Pada 2020, kata Sri Mulyani, ada lima fokus belanja pemerintah untuk mendukung prioritas pembangunan dan penyelenggaraan pemerintah. Dua dari lima fokus belanja itu adalah peningkatan kualitas sumber daya manusia melalui anggaran pendidikan Rp 508,1 triliun dan kesehatan Rp 132,2 triliun, serta akselerasi pembangunan infrastruktur Rp 423,3 triliun.
”Peningkatan daya saing juga berasal dari birokrasi dan regulasi yang efisien. Itu semua dilakukan melalui instrumen APBN,” ujar Sri Mulyani.
Peneliti pada Institute for Development of Economics and Finance (Indef), Ahmad Heri Firdaus, mengatakan, saat ini Indonesia harus fokus menarik investasi berorientasi ekspor.
Dia juga mengatakan, investasi yang masuk dalam tiga tahun terakhir didominasi sektor jasa.
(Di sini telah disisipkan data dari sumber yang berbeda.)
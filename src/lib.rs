//! Recap - periodic topic summaries of Discord channels using `OpenAI` chat completions.
//!
//! A run has two stages per channel:
//! 1. Collection walks the channel history backwards, page by page, until the
//!    lookback cutoff is crossed. Rate limits are waited out; other source
//!    errors end collection early with whatever was gathered.
//! 2. Summarization sends the collected log to a completion service and
//!    flattens every returned choice into one topic list.
//!
//! Channels run concurrently and the reports come back in configuration order.
//!
//! # Architecture
//!
//! The system uses:
//! - AWS Lambda for execution (HTTP or scheduled trigger)
//! - reqwest for the Discord REST API and `OpenAI` chat completions
//! - openai-api-rs message types for prompt construction
//! - Tokio for async runtime
//!
//! # Example
//!
//! ```no_run
//! use chrono::Utc;
//! use recap::ai::LlmClient;
//! use recap::core::config::PipelineConfig;
//! use recap::core::models::Channel;
//! use recap::discord::DiscordClient;
//! use recap::worker::{pipeline::run_pipeline, report::format_reports};
//!
//! #[tokio::main]
//! async fn main() -> Result<(), Box<dyn std::error::Error>> {
//!     recap::setup_logging();
//!
//!     let config = PipelineConfig::new(vec![Channel::new(
//!         "#development-chat",
//!         "1209845180010856508",
//!     )]);
//!     let source = DiscordClient::new("dummy_discord_token".to_string(), None)?;
//!     let llm = LlmClient::new("dummy_openai_key".to_string(), None, None);
//!
//!     let outcomes = run_pipeline(&source, &llm, &config, Utc::now()).await;
//!     for report in format_reports(&outcomes) {
//!         println!("{report}");
//!     }
//!
//!     Ok(())
//! }
//! ```
pub mod ai;
pub mod collect;
pub mod core;
pub mod discord;
pub mod errors;
pub mod summarize;
pub mod worker;

pub use errors::RecapError;

/// Configure structured logging with JSON format for AWS Lambda environments.
///
/// This function sets up tracing-subscriber with a JSON formatter suitable for
/// `CloudWatch` Logs integration. Calling it more than once is harmless.
///
/// # Example
///
/// ```
/// recap::setup_logging();
/// ```
pub fn setup_logging() {
    use tracing_subscriber::prelude::*;
    let fmt_layer = tracing_subscriber::fmt::layer().json().with_target(true);

    let _ = tracing_subscriber::registry().with(fmt_layer).try_init();
}
use std::env;
use std::time::Duration;

use crate::core::models::Channel;

pub const DEFAULT_LOOKBACK_DAYS: u32 = 7;
/// Upper bound on a lookback window, roughly ten years.
pub const MAX_LOOKBACK_DAYS: u32 = 3650;
pub const DEFAULT_PAGE_SIZE: u8 = 100;
pub const DEFAULT_MAX_RATE_LIMIT_RETRIES: u32 = 10;
pub const DEFAULT_OPENAI_MODEL: &str = "gpt-4-turbo";
pub const DEFAULT_TEMPERATURE: f64 = 0.2;

/// Added on top of every server-specified rate-limit delay.
pub const RATE_LIMIT_SAFETY_MARGIN: Duration = Duration::from_millis(100);

#[derive(Debug, Clone)]
pub struct AppConfig {
    pub discord_api_token: String,
    pub discord_api_base: Option<String>,
    pub openai_api_key: String,
    pub openai_api_base: Option<String>,
    pub openai_org_id: Option<String>,
    pub openai_model: Option<String>,
    pub channels: Vec<Channel>,
    pub lookback_days: u32,
    pub max_rate_limit_retries: Option<u32>,
}

impl AppConfig {
    pub fn from_env() -> Result<Self, String> {
        let channels_raw =
            env::var("RECAP_CHANNELS").map_err(|e| format!("RECAP_CHANNELS: {}", e))?;

        let lookback_days = match env::var("RECAP_LOOKBACK_DAYS") {
            Ok(raw) => {
                parse_lookback_days(&raw).map_err(|e| format!("RECAP_LOOKBACK_DAYS: {}", e))?
            }
            Err(_) => DEFAULT_LOOKBACK_DAYS,
        };

        let max_rate_limit_retries = match env::var("RECAP_MAX_RATE_LIMIT_RETRIES") {
            Ok(raw) => parse_retry_ceiling(&raw)
                .map_err(|e| format!("RECAP_MAX_RATE_LIMIT_RETRIES: {}", e))?,
            Err(_) => Some(DEFAULT_MAX_RATE_LIMIT_RETRIES),
        };

        Ok(Self {
            discord_api_token: env::var("DISCORD_API_TOKEN")
                .map_err(|e| format!("DISCORD_API_TOKEN: {}", e))?,
            discord_api_base: env::var("DISCORD_API_BASE").ok(),
            openai_api_key: env::var("OPENAI_API_KEY")
                .map_err(|e| format!("OPENAI_API_KEY: {}", e))?,
            openai_api_base: env::var("OPENAI_API_BASE").ok(),
            openai_org_id: env::var("OPENAI_ORG_ID").ok(),
            openai_model: env::var("OPENAI_MODEL").ok(),
            channels: parse_channels(&channels_raw)
                .map_err(|e| format!("RECAP_CHANNELS: {}", e))?,
            lookback_days,
            max_rate_limit_retries,
        })
    }

    #[must_use]
    pub fn pipeline_config(&self) -> PipelineConfig {
        PipelineConfig {
            channels: self.channels.clone(),
            lookback_days: self.lookback_days,
            fetch: FetchOptions {
                page_size: DEFAULT_PAGE_SIZE,
                max_rate_limit_retries: self.max_rate_limit_retries,
                ..FetchOptions::default()
            },
            model: self
                .openai_model
                .clone()
                .unwrap_or_else(|| DEFAULT_OPENAI_MODEL.to_string()),
            temperature: DEFAULT_TEMPERATURE,
        }
    }
}

/// Knobs for a single paginated fetch.
#[derive(Debug, Clone, PartialEq)]
pub struct FetchOptions {
    pub page_size: u8,
    pub safety_margin: Duration,
    /// Consecutive rate-limit responses tolerated for one page. `None` retries forever.
    pub max_rate_limit_retries: Option<u32>,
}

impl Default for FetchOptions {
    fn default() -> Self {
        Self {
            page_size: DEFAULT_PAGE_SIZE,
            safety_margin: RATE_LIMIT_SAFETY_MARGIN,
            max_rate_limit_retries: Some(DEFAULT_MAX_RATE_LIMIT_RETRIES),
        }
    }
}

/// Everything one pipeline run needs besides the two service clients.
#[derive(Debug, Clone)]
pub struct PipelineConfig {
    pub channels: Vec<Channel>,
    pub lookback_days: u32,
    pub fetch: FetchOptions,
    pub model: String,
    pub temperature: f64,
}

impl PipelineConfig {
    #[must_use]
    pub fn new(channels: Vec<Channel>) -> Self {
        Self {
            channels,
            lookback_days: DEFAULT_LOOKBACK_DAYS,
            fetch: FetchOptions::default(),
            model: DEFAULT_OPENAI_MODEL.to_string(),
            temperature: DEFAULT_TEMPERATURE,
        }
    }

    #[must_use]
    pub fn with_lookback_days(mut self, days: u32) -> Self {
        self.lookback_days = days;
        self
    }
}

/// Parses `name=id` pairs separated by commas, e.g. `#general=1209845180010856508`.
pub fn parse_channels(raw: &str) -> Result<Vec<Channel>, String> {
    let channels = raw
        .split(',')
        .map(str::trim)
        .filter(|entry| !entry.is_empty())
        .map(|entry| {
            let (name, id) = entry
                .split_once('=')
                .ok_or_else(|| format!("expected name=id, got '{entry}'"))?;
            let (name, id) = (name.trim(), id.trim());
            if name.is_empty() || id.is_empty() {
                return Err(format!("empty name or id in '{entry}'"));
            }
            if !id.chars().all(|c| c.is_ascii_digit()) {
                return Err(format!("channel id '{id}' is not numeric"));
            }
            Ok(Channel::new(name, id))
        })
        .collect::<Result<Vec<_>, _>>()?;

    if channels.is_empty() {
        return Err("no channels configured".to_string());
    }

    Ok(channels)
}

pub fn parse_lookback_days(raw: &str) -> Result<u32, String> {
    let days = raw.trim().parse::<u32>().map_err(|e| e.to_string())?;
    check_lookback_days(days)
}

/// Accepts `1..=MAX_LOOKBACK_DAYS`.
pub fn check_lookback_days(days: u32) -> Result<u32, String> {
    match days {
        0 => Err("lookback must be at least one day".to_string()),
        d if d > MAX_LOOKBACK_DAYS => Err(format!(
            "lookback of {d} days exceeds the maximum of {MAX_LOOKBACK_DAYS}"
        )),
        d => Ok(d),
    }
}

/// `0` or `unbounded` disables the ceiling.
pub fn parse_retry_ceiling(raw: &str) -> Result<Option<u32>, String> {
    let raw = raw.trim();
    if raw.eq_ignore_ascii_case("unbounded") {
        return Ok(None);
    }
    match raw.parse::<u32>() {
        Ok(0) => Ok(None),
        Ok(n) => Ok(Some(n)),
        Err(e) => Err(e.to_string()),
    }
}

#[cfg(test)]
mod tests {
    use super::*;

    #[test]
    fn test_parse_channels_multiple_entries() {
        let channels =
            parse_channels("#development-chat=1209845180010856508, #general = 42").unwrap();
        assert_eq!(
            channels,
            vec![
                Channel::new("#development-chat", "1209845180010856508"),
                Channel::new("#general", "42"),
            ]
        );
    }

    #[test]
    fn test_parse_channels_rejects_bad_entries() {
        assert!(parse_channels("").is_err());
        assert!(parse_channels("#general").is_err());
        assert!(parse_channels("=123").is_err());
        assert!(parse_channels("#general=abc").is_err());
    }

    #[test]
    fn test_parse_lookback_days() {
        assert_eq!(parse_lookback_days("3"), Ok(3));
        assert!(parse_lookback_days("0").is_err());
        assert!(parse_lookback_days("-1").is_err());
        assert_eq!(parse_lookback_days("3650"), Ok(MAX_LOOKBACK_DAYS));
        assert!(parse_lookback_days("3651").is_err());
        assert!(parse_lookback_days("100000000").is_err());
    }

    #[test]
    fn test_parse_retry_ceiling() {
        assert_eq!(parse_retry_ceiling("5"), Ok(Some(5)));
        assert_eq!(parse_retry_ceiling("0"), Ok(None));
        assert_eq!(parse_retry_ceiling("Unbounded"), Ok(None));
        assert!(parse_retry_ceiling("lots").is_err());
    }

    #[test]
    fn test_pipeline_config_defaults() {
        let config = PipelineConfig::new(vec![Channel::new("#a", "1")]);
        assert_eq!(config.lookback_days, DEFAULT_LOOKBACK_DAYS);
        assert_eq!(config.fetch.page_size, 100);
        assert_eq!(config.fetch.safety_margin, Duration::from_millis(100));
        assert_eq!(config.model, "gpt-4-turbo");
    }
}
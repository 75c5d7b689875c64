use serde::{Deserialize, Serialize};

/// Per-epoch training statistics emitted by `train_loop`.
///
/// When a `progress_tx` channel is configured in `TrainConfig`, the training
/// loop sends one `EpochStats` value at the end of every completed epoch.
/// Reporting layers consume these to drive progress output.
#[derive(Debug, Clone, Serialize, Deserialize)]
pub struct EpochStats {
    /// 1-based epoch number.
    pub epoch: usize,
    /// Total epochs requested for this run.
    pub total_epochs: usize,
    /// Mean squared error over all samples in this epoch.
    pub train_loss: f64,
    /// Wall-clock duration of this single epoch in milliseconds.
    pub elapsed_ms: u64,
}
use std::fmt;

use serde::{Deserialize, Serialize};

/// A validated layer-size specification.
///
/// `[a, b, c]` describes a network taking `a` inputs through one hidden
/// layer of `b` neurons to `c` outputs. At least two sizes are required
/// (input and output), and every size must be nonzero; construction rejects
/// anything else so the layer stack built from a spec is always well formed.
#[derive(Debug, Clone, PartialEq, Eq, Serialize, Deserialize)]
pub struct NetworkSpec {
    layer_sizes: Vec<usize>,
}

/// Rejection reasons for a layer-size specification.
#[derive(Debug, Clone, PartialEq, Eq)]
pub enum SpecError {
    /// Fewer than two sizes; a network needs at least an input and an
    /// output layer.
    TooFewLayers { got: usize },
    /// A layer with zero neurons at the given position.
    ZeroLayerSize { index: usize },
    /// A token in a comma-separated size list failed to parse.
    UnparsableSize { token: String },
}

impl fmt::Display for SpecError {
    fn fmt(&self, f: &mut fmt::Formatter<'_>) -> fmt::Result {
        match self {
            SpecError::TooFewLayers { got } => {
                write!(f, "a network needs at least 2 layer sizes, got {got}")
            }
            SpecError::ZeroLayerSize { index } => {
                write!(f, "layer size at position {index} is zero")
            }
            SpecError::UnparsableSize { token } => {
                write!(f, "cannot parse layer size '{token}'")
            }
        }
    }
}

impl std::error::Error for SpecError {}

impl NetworkSpec {
    pub fn new(layer_sizes: Vec<usize>) -> Result<NetworkSpec, SpecError> {
        if layer_sizes.len() < 2 {
            return Err(SpecError::TooFewLayers {
                got: layer_sizes.len(),
            });
        }
        if let Some(index) = layer_sizes.iter().position(|&size| size == 0) {
            return Err(SpecError::ZeroLayerSize { index });
        }
        Ok(NetworkSpec { layer_sizes })
    }

    /// Parses a comma-separated size list such as `"2,4,1"`.
    pub fn parse(text: &str) -> Result<NetworkSpec, SpecError> {
        let sizes = text
            .split(',')
            .map(|token| {
                let token = token.trim();
                token
                    .parse::<usize>()
                    .map_err(|_| SpecError::UnparsableSize {
                        token: token.to_string(),
                    })
            })
            .collect::<Result<Vec<usize>, SpecError>>()?;
        NetworkSpec::new(sizes)
    }

    /// Ordered layer sizes, input first.
    pub fn layer_sizes(&self) -> &[usize] {
        &self.layer_sizes
    }

    /// Length of the input vector the network accepts.
    pub fn input_size(&self) -> usize {
        self.layer_sizes[0]
    }

    /// Length of the output vector the network produces.
    pub fn output_size(&self) -> usize {
        self.layer_sizes[self.layer_sizes.len() - 1]
    }
}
Hal itu menyebabkan dampak berganda terhadap perekonomian kecil karena rendahnya penciptaan lapangan kerja.
”Indonesia membutuhkan lebih banyak investasi di sektor industri pengolahan yang padat karya dan berorientasi ekspor untuk akselerasi pertumbuhan ekonomi,” ujarnya.
Meski demikian, lanjut Ahmad, daya saing Indonesia harus ditingkatkan untuk memacu ekspor dan menarik investasi asing. Modal investasi mahal karena masalah logistik, transportasi, pengupahan, dan bahan baku yang tak kunjung teratasi. Pemerintah belum fokus mengatasi masalah struktural.